En six ans de tatouage, Polina est passée de ses premières expériences et du dessin de portraits à la construction de sa propre direction artistique reconnaissable. En 2015, elle a fait sa première apparition en festival au sein de l'équipe iNKPPL à Saint-Pétersbourg, et peu après, elle a remporté le prix Best of Day Color à la convention "Colors of the Polar Day" à Mourmansk pour une composition forestière avec des baies du nord, des amanites tue-mouches et des fougères. En 2016, Polina a été juge dans deux catégories à la convention internationale de tatouage de Hebei en Chine et a remporté la troisième place pour un tatouage de bourdon miniature mais techniquement précis.
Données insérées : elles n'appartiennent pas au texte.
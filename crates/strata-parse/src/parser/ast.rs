//! Tree-sitter helpers shared by every language variant.

use tree_sitter::Node;

use crate::item::{Construct, ItemType};

/// Depth-first, pre-order walk over the whole tree.
///
/// `extract` is called for every named node whose kind is in `kinds`. Children
/// are visited whether or not the parent produced a construct, so nested
/// declarations each yield their own entry.
pub(crate) fn walk_constructs<'tree>(
    root: Node<'tree>,
    kinds: &[&str],
    mut extract: impl FnMut(Node<'tree>) -> Option<Construct>,
) -> Vec<Construct> {
    let mut out = Vec::new();
    let mut cursor = root.walk();

    loop {
        let node = cursor.node();
        if node.is_named()
            && kinds.contains(&node.kind())
            && let Some(construct) = extract(node)
        {
            out.push(construct);
        }

        if cursor.goto_first_child() {
            continue;
        }
        loop {
            if cursor.goto_next_sibling() {
                break;
            }
            if !cursor.goto_parent() {
                return out;
            }
        }
    }
}

pub(crate) fn text<'s>(node: Node<'_>, source: &'s str) -> &'s str {
    &source[node.byte_range()]
}

pub(crate) fn field_text(node: Node<'_>, field: &str, source: &str) -> Option<String> {
    node.child_by_field_name(field)
        .map(|n| text(n, source).to_string())
}

/// 1-based inclusive line range of a node.
pub(crate) fn line_span(node: Node<'_>) -> (usize, usize) {
    (node.start_position().row + 1, node.end_position().row + 1)
}

/// Construct covering `span_node` exactly.
pub(crate) fn construct(kind: ItemType, name: String, span_node: Node<'_>, source: &str) -> Construct {
    Construct::new(kind, name, line_span(span_node), text(span_node, source))
}

pub(crate) fn named_children(node: Node<'_>) -> Vec<Node<'_>> {
    let count = u32::try_from(node.named_child_count()).unwrap_or(u32::MAX);
    (0..count).filter_map(|i| node.named_child(i)).collect()
}

/// All children, anonymous tokens included.
pub(crate) fn children(node: Node<'_>) -> Vec<Node<'_>> {
    let count = u32::try_from(node.child_count()).unwrap_or(u32::MAX);
    (0..count).filter_map(|i| node.child(i)).collect()
}

pub(crate) fn child_of_kind<'tree>(node: Node<'tree>, kind: &str) -> Option<Node<'tree>> {
    children(node).into_iter().find(|c| c.kind() == kind)
}

/// Whether an anonymous keyword token (e.g. `async`, `static`) is a direct child.
pub(crate) fn has_token(node: Node<'_>, token: &str) -> bool {
    children(node)
        .iter()
        .any(|c| !c.is_named() && c.kind() == token)
}

/// Texts of the named children of `node`, skipping comments.
pub(crate) fn named_child_texts(node: Node<'_>, source: &str) -> Vec<String> {
    named_children(node)
        .into_iter()
        .filter(|c| !c.kind().contains("comment"))
        .map(|c| text(c, source).to_string())
        .collect()
}

/// Nearest ancestor whose kind is one of `kinds`.
pub(crate) fn ancestor_of_kind<'tree>(node: Node<'tree>, kinds: &[&str]) -> Option<Node<'tree>> {
    let mut current = node.parent();
    while let Some(n) = current {
        if kinds.contains(&n.kind()) {
            return Some(n);
        }
        current = n.parent();
    }
    None
}

/// Contiguous comment siblings directly above `node`, cleaned of markers.
///
/// `doc_only` keeps only `/** ... */` style blocks (Javadoc, `JSDoc`).
pub(crate) fn leading_comment(
    node: Node<'_>,
    source: &str,
    comment_kinds: &[&str],
    doc_only: bool,
) -> Option<String> {
    let mut blocks = Vec::new();
    let mut next_start = node.start_position().row;
    let mut current = node.prev_named_sibling();

    while let Some(prev) = current {
        if !comment_kinds.contains(&prev.kind()) || prev.end_position().row + 1 < next_start {
            break;
        }
        let raw = text(prev, source);
        if doc_only && !raw.starts_with("/**") {
            break;
        }
        blocks.push(raw);
        next_start = prev.start_position().row;
        current = prev.prev_named_sibling();
    }

    if blocks.is_empty() {
        return None;
    }
    blocks.reverse();
    let cleaned = clean_comment(&blocks.join("\n"));
    (!cleaned.is_empty()).then_some(cleaned)
}

/// Strip comment markers (`//`, `#`, `/* */`, leading `*`) from comment text.
pub(crate) fn clean_comment(raw: &str) -> String {
    raw.lines()
        .map(|line| {
            let line = line.trim();
            let line = line
                .strip_prefix("/**")
                .or_else(|| line.strip_prefix("/*"))
                .or_else(|| line.strip_prefix("//"))
                .or_else(|| line.strip_prefix('#'))
                .unwrap_or(line);
            let line = line.strip_suffix("*/").unwrap_or(line);
            let line = line.trim();
            line.strip_prefix('*').map_or(line, str::trim)
        })
        .filter(|l| !l.is_empty())
        .collect::<Vec<_>>()
        .join("\n")
}

#[cfg(test)]
mod tests {
    use super::*;

    #[test]
    fn clean_comment_line_style() {
        assert_eq!(clean_comment("// Add sums.\n// Second line."), "Add sums.\nSecond line.");
    }

    #[test]
    fn clean_comment_block_style() {
        let raw = "/**\n * Returns the user.\n * @param id the id\n */";
        assert_eq!(clean_comment(raw), "Returns the user.\n@param id the id");
    }

    #[test]
    fn clean_comment_hash_style() {
        assert_eq!(clean_comment("# helper"), "helper");
    }

    #[test]
    fn clean_comment_empty_block() {
        assert_eq!(clean_comment("/** */"), "");
    }
}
Aujourd'hui, Polina prouve avec confiance que le tatouage botanique peut être délicat et intime tout en ayant une réelle force dans un format festival. C'est ce dont nous avons parlé dans cette interview.

Tatoueuse Polina Red Head 

Polina, raconte-nous un peu ton parcours : d'où viens-tu, où travailles-tu maintenant et depuis combien de temps tatoues-tu ?

— Je suis originaire de la République ensoleillée de Khakassie. C'est un endroit très spécial pour moi, et je pense que sa nature unique a eu une forte influence sur moi. Ces trois dernières années, j'ai vécu et travaillé à Saint-Pétersbourg. J'aime que des endroits si différents se soient réunis dans ma vie : d'un côté, la nature, le silence et le calme ; de l'autre, une grande ville avec son esthétique, son atmosphère créative et son inspiration.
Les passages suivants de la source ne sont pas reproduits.